Count the lines below that include "specific". Only the number should be given.
(SUPPLIED RECORDS begins)
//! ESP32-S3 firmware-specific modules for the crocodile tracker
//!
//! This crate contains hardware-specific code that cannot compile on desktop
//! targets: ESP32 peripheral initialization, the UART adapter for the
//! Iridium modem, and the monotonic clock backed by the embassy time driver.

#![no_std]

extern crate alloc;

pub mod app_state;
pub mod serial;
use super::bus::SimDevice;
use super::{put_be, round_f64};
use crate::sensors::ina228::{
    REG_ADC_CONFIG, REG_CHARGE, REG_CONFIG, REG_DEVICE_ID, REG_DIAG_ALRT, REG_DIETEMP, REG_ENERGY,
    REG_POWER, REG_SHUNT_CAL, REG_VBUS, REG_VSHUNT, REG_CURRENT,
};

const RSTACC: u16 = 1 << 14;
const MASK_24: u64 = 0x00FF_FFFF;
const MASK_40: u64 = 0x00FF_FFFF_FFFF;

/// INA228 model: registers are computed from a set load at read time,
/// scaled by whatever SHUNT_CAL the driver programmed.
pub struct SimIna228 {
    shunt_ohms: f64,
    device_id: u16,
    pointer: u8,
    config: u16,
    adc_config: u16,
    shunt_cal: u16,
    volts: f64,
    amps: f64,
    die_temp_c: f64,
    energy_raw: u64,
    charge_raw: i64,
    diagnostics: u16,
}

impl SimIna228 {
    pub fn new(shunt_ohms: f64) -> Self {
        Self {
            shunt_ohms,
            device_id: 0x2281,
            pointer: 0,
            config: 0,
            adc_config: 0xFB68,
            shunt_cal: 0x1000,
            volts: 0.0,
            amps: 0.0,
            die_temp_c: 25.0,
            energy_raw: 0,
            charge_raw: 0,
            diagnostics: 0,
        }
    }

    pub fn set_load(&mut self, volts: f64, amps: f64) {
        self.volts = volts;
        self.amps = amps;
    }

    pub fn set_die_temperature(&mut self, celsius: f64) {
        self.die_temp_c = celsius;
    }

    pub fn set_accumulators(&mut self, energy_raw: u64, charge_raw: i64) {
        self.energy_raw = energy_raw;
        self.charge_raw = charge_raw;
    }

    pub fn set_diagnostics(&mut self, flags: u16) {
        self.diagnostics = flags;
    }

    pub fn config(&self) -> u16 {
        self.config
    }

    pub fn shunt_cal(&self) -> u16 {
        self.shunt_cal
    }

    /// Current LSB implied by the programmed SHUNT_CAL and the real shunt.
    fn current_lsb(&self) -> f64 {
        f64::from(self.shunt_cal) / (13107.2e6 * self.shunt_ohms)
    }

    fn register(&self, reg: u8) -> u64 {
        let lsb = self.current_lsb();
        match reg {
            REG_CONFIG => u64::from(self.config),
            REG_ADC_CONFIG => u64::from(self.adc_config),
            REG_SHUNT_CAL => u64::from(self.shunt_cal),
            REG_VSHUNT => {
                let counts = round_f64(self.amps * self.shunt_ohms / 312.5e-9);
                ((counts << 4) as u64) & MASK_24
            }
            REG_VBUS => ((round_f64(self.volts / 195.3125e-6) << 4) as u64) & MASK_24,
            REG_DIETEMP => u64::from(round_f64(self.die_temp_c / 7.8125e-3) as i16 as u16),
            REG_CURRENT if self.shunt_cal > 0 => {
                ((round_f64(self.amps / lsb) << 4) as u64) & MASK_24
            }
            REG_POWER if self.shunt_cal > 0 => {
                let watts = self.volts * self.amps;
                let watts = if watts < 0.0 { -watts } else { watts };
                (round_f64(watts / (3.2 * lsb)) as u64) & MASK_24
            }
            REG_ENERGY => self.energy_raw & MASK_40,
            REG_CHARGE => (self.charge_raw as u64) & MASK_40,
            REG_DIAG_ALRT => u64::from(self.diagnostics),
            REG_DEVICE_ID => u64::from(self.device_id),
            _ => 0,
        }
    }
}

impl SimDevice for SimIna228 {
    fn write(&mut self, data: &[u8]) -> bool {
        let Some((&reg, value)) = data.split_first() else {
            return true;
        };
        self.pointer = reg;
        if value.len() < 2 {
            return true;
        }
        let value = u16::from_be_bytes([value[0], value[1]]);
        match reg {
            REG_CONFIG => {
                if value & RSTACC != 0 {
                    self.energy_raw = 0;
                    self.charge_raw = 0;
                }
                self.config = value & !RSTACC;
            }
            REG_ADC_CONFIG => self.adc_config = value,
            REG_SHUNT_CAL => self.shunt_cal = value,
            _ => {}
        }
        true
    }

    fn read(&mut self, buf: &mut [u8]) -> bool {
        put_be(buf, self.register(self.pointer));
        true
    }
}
(SUPPLIED RECORDS ends)
> RESPONSE
2